Galeazzi fracture dislocations are addressed in a similar manner to radial shaft fractures in both-bone forearm fractures. Once anatomic reduction of the radius has been achieved, the DRUJ is examined. If reduction is not obtained or a “spongy” reduction is palpated, soft tissue interposition is suspected and the DRUJ exposed. At this point repair of the TFCC may be performed. If the DRUJ continues to be unstable after reduction of the radial shaft fracture, DRUJ translation is examined at different positions of forearm rotation. The position that allows the least amount of translation is selected and two 2 mm Kirschner wires are placed from the ulna into the radius. The most distal pin is placed just proximal to the distal ulnar facet of the radius. The second pin is placed 1 cm proximal to the first pin. Pins are then bent and cut and the forearm immobilized in a long arm splint without changing forearm rotation.

Summary, Controversies, and Future Directions in Diaphyseal Fractures of the Radius and Ulna

ORIF with nonlocking plate and screw fixation of forearm shaft fractures achieves a high rate of union and satisfactory functional outcomes. Although other treatment modalities, including locking plate fixation and intramedullary nailing have been extensively studied, no advantage has been shown over conventional screws and plates. External fixation is required in only rare exceptional circumstances. 

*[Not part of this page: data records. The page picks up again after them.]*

//! Runtime permission handling.
//!
//! Mobile platforms gate scanning and connecting behind runtime permissions.
//! Newer Android releases (API 31+) need the scan, connect and location trio,
//! older ones only location. Desktop platforms need none.

use async_trait::async_trait;

/// A runtime permission needed for BLE access.
#[derive(Debug, Clone, Copy, PartialEq, Eq, Hash)]
#[cfg_attr(feature = "serde", derive(serde::Serialize, serde::Deserialize))]
pub enum Permission {
    /// Scan for nearby devices.
    BluetoothScan,
    /// Connect to paired or discovered devices.
    BluetoothConnect,
    /// Fine location, required by the platform for scanning.
    FineLocation,
}

impl std::fmt::Display for Permission {
    fn fmt(&self, f: &mut std::fmt::Formatter<'_>) -> std::fmt::Result {
        match self {
            Self::BluetoothScan => write!(f, "BLUETOOTH_SCAN"),
            Self::BluetoothConnect => write!(f, "BLUETOOTH_CONNECT"),
            Self::FineLocation => write!(f, "ACCESS_FINE_LOCATION"),
        }
    }
}

/// Result of a permission request.
#[derive(Debug, Clone, Copy, PartialEq, Eq)]
pub enum PermissionStatus {
    /// The user granted the permission.
    Granted,
    /// The user refused the permission.
    Denied,
    /// The user refused and asked not to be prompted again.
    NeverAskAgain,
}

impl PermissionStatus {
    /// Check if granted.
    pub fn is_granted(&self) -> bool {
        matches!(self, Self::Granted)
    }
}

/// Which set of permissions the platform requires.
#[derive(Debug, Clone, Copy, PartialEq, Eq)]
pub enum PermissionTier {
    /// Scan, connect and location (Android 12 / API 31 and newer).
    Modern,
    /// Location only (Android 6 to 11).
    Legacy,
    /// No runtime permissions (desktop, iOS via Info.plist).
    NotRequired,
}

/// First Android API level with the split Bluetooth permissions.
pub const MODERN_PERMISSIONS_API_LEVEL: u32 = 31;

impl PermissionTier {
    /// Tier for an Android API level.
    pub fn for_api_level(api_level: u32) -> Self {
        if api_level >= MODERN_PERMISSIONS_API_LEVEL {
            Self::Modern
        } else {
            Self::Legacy
        }
    }

    /// Permissions required by this tier.
    pub fn required(&self) -> &'static [Permission] {
        match self {
            Self::Modern => &[
                Permission::BluetoothScan,
                Permission::BluetoothConnect,
                Permission::FineLocation,
            ],
            Self::Legacy => &[Permission::FineLocation],
            Self::NotRequired => &[],
        }
    }
}

/// Platform permission dialogs.
#[cfg_attr(test, mockall::automock)]
#[async_trait]
pub trait PermissionProvider: Send + Sync {
    /// The tier that applies to the running platform.
    fn tier(&self) -> PermissionTier;

    /// Prompt the user for a permission.
    async fn request(&self, permission: Permission) -> PermissionStatus;

    /// Check a permission without prompting.
    async fn check(&self, permission: Permission) -> bool;
}

/// Provider for hosts without runtime permissions.
#[derive(Debug, Clone, Copy, Default)]
pub struct HostPermissions;

#[async_trait]
impl PermissionProvider for HostPermissions {
    fn tier(&self) -> PermissionTier {
        PermissionTier::NotRequired
    }

    async fn request(&self, _permission: Permission) -> PermissionStatus {
        PermissionStatus::Granted
    }

    async fn check(&self, _permission: Permission) -> bool {
        true
    }
}
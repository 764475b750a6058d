//! BLE Service and Characteristic UUIDs.
//!
//! The tracker exposes one vendor data service with a write characteristic
//! for commands and a notify characteristic for responses. The values are
//! the same on every platform.

use uuid::Uuid;

/// Vendor data service UUID (`fff0`).
pub const DATA_SERVICE_UUID: Uuid = Uuid::from_u128(0x0000_fff0_0000_1000_8000_00805f9b34fb);
/// Command characteristic UUID (`fff6`, write with response).
pub const WRITE_CHARACTERISTIC_UUID: Uuid =
    Uuid::from_u128(0x0000_fff6_0000_1000_8000_00805f9b34fb);
/// Response characteristic UUID (`fff7`, notify).
pub const NOTIFY_CHARACTERISTIC_UUID: Uuid =
    Uuid::from_u128(0x0000_fff7_0000_1000_8000_00805f9b34fb);
/// Client Characteristic Configuration descriptor UUID (`2902`).
pub const CLIENT_CHARACTERISTIC_CONFIG_UUID: Uuid =
    Uuid::from_u128(0x0000_2902_0000_1000_8000_00805f9b34fb);

/// Short 16-bit alias of the data service, as it appears in advertisements.
pub const DATA_SERVICE_SHORT: u16 = 0xfff0;

/// Check if a service UUID is the tracker data service.
pub fn is_data_service(uuid: &Uuid) -> bool {
    *uuid == DATA_SERVICE_UUID
}
//! Boundary to the tracker's command/response protocol.
//!
//! The manager never interprets payloads. It hands inbound bytes to a
//! [`ProtocolCodec`] and forwards whatever comes back, and it asks the codec
//! to turn a named command into the frames to send.

pub mod raw_frame;

use thiserror::Error;

pub use raw_frame::RawFrameCodec;

/// A decoded protocol message tagged with its data type.
#[derive(Debug, Clone, PartialEq)]
pub struct DecodedMessage {
    /// Discriminator identifying the semantic type of the message.
    pub data_type: String,
    /// Decoded payload.
    pub payload: serde_json::Value,
}

impl DecodedMessage {
    /// Create a new decoded message.
    pub fn new(data_type: impl Into<String>, payload: serde_json::Value) -> Self {
        Self {
            data_type: data_type.into(),
            payload,
        }
    }
}

/// Errors reported by a protocol codec.
#[derive(Error, Debug, Clone, PartialEq, Eq)]
pub enum ProtocolError {
    /// The frame carried no bytes.
    #[error("empty frame")]
    EmptyFrame,

    /// The command name is not known to the codec.
    #[error("unknown command: {command}")]
    UnknownCommand {
        /// The command that was requested.
        command: String,
    },

    /// The frame or arguments are structurally invalid.
    #[error("malformed data: {context}")]
    Malformed {
        /// What was wrong.
        context: String,
    },

    /// The decoder failed internally.
    #[error("decoder failure: {0}")]
    Decoder(String),
}

/// Encoder/decoder for the tracker protocol.
#[cfg_attr(test, mockall::automock)]
pub trait ProtocolCodec: Send + Sync {
    /// Decode one inbound frame.
    fn decode(&self, bytes: &[u8]) -> Result<DecodedMessage, ProtocolError>;

    /// Encode a command into one or more frames, in send order.
    fn encode(&self, command: &str, args: &[u8]) -> Result<Vec<Vec<u8>>, ProtocolError>;
}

Outcomes after forearm shaft fractures depend on adequate restoration of the relationship between the ulna and radius to allow unrestricted forearm rotation and elbow and wrist flexion extension. Whereas bony geometry is a key aspect to restoring forearm function, identification and appropriate management of instability of the proximal and distal radioulnar joints is essential to achieve good outcomes. High-energy fractures with associated injuries to the proximal ulna and radius and disruption of the soft tissue sleeve continue to pose a challenge, as they are related to higher rates of complications and poorer outcomes.